WHAT TO PRODUCE
In the listing below, look for "Parser" and copy every line that has it.

■ ■ ■ ■

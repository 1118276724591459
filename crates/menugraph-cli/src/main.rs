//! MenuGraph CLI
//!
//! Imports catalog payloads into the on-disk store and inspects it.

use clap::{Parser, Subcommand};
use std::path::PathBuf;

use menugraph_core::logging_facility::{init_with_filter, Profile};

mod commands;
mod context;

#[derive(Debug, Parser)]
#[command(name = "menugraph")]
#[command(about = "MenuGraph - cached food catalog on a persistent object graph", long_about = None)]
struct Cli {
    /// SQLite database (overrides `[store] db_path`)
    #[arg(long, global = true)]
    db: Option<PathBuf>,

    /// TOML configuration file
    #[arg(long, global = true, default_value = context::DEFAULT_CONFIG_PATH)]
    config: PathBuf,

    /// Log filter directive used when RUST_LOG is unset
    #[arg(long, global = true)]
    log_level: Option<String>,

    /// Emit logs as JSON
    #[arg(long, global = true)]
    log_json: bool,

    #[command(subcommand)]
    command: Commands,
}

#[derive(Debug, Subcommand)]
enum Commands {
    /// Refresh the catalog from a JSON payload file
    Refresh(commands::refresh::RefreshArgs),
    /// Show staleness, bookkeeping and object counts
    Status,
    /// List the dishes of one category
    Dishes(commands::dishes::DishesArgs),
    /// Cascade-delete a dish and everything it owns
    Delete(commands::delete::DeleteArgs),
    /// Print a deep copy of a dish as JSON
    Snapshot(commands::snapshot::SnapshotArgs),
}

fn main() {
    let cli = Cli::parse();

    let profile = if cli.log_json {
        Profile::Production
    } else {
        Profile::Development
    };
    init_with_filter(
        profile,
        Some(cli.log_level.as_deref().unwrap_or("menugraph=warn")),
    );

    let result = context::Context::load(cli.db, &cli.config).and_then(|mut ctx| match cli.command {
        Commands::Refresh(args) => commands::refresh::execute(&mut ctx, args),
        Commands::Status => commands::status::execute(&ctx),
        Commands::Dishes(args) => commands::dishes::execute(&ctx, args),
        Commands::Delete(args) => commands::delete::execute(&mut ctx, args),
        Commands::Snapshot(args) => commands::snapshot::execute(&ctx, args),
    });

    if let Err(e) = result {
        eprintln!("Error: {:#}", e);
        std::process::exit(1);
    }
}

■ ■ ■ ■

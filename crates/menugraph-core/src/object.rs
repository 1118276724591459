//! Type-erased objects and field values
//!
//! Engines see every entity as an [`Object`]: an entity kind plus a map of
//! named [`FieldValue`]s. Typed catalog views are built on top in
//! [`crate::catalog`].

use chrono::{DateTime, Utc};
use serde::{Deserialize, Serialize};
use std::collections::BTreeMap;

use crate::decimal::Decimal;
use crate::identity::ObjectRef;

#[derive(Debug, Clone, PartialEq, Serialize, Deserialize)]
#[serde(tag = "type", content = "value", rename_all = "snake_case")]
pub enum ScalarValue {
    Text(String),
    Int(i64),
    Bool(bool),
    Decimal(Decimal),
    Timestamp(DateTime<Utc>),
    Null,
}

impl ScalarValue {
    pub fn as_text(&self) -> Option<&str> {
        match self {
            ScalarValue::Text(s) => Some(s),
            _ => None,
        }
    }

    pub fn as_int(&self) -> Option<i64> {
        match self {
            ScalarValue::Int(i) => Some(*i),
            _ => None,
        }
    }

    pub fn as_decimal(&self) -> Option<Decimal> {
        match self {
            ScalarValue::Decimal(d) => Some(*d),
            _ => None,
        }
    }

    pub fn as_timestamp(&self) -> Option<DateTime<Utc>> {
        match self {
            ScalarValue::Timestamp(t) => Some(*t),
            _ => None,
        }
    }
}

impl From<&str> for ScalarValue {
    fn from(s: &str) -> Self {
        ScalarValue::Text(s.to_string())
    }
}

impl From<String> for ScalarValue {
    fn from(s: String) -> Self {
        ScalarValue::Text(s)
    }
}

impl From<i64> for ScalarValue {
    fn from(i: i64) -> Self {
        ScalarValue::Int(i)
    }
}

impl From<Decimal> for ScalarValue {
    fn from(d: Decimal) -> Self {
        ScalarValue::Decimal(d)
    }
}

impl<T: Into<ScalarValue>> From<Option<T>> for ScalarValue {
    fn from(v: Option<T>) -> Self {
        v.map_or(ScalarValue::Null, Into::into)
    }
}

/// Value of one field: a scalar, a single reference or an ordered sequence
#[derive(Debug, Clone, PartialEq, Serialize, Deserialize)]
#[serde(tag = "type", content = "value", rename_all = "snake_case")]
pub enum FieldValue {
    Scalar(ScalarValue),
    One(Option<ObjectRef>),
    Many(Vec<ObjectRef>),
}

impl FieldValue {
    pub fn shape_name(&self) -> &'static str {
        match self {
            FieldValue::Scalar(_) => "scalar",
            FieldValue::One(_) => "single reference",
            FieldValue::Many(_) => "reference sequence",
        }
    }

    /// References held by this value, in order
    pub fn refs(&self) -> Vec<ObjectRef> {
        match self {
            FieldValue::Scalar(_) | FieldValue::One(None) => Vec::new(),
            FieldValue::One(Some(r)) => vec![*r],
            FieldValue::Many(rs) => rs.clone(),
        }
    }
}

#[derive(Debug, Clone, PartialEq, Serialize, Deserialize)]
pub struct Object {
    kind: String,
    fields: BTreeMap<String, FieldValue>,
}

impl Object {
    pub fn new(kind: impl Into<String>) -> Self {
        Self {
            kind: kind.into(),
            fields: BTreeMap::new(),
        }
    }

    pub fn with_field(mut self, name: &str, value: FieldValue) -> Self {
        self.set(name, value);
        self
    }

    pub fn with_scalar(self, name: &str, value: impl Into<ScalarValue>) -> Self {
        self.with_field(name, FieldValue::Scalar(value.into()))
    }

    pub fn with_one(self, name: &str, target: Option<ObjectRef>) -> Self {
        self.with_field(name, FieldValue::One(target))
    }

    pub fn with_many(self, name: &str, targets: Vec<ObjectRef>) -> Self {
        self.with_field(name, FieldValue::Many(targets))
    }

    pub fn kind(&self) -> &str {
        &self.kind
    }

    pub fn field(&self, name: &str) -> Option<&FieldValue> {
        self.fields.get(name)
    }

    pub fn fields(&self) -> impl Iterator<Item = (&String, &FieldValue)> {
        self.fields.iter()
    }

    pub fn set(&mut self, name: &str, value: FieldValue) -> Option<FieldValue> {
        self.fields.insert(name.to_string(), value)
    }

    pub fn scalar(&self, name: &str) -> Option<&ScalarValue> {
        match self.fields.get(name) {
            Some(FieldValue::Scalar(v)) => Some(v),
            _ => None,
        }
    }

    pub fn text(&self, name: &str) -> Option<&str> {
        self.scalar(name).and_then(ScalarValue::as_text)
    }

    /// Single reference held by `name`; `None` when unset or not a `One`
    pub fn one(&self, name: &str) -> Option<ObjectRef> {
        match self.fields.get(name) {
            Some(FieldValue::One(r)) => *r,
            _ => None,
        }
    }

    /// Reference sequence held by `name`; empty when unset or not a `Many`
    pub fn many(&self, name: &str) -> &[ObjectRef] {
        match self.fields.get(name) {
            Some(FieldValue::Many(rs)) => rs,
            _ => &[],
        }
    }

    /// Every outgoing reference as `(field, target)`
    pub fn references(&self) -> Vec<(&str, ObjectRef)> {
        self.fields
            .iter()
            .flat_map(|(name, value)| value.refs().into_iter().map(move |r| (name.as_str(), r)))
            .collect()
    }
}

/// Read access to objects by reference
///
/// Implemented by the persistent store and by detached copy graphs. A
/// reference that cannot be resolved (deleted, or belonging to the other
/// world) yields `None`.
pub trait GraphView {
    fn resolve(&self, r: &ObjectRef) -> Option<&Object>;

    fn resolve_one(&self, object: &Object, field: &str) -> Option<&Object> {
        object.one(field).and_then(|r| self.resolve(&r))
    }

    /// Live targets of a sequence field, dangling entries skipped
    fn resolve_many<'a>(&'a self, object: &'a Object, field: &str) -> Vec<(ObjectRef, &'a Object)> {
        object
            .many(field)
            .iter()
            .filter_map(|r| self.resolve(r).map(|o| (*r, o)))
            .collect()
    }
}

■ ■ ■ ■

SOLUTION FOR THIS PROBLEM
use clap::{Parser, Subcommand};
#[derive(Debug, Parser)]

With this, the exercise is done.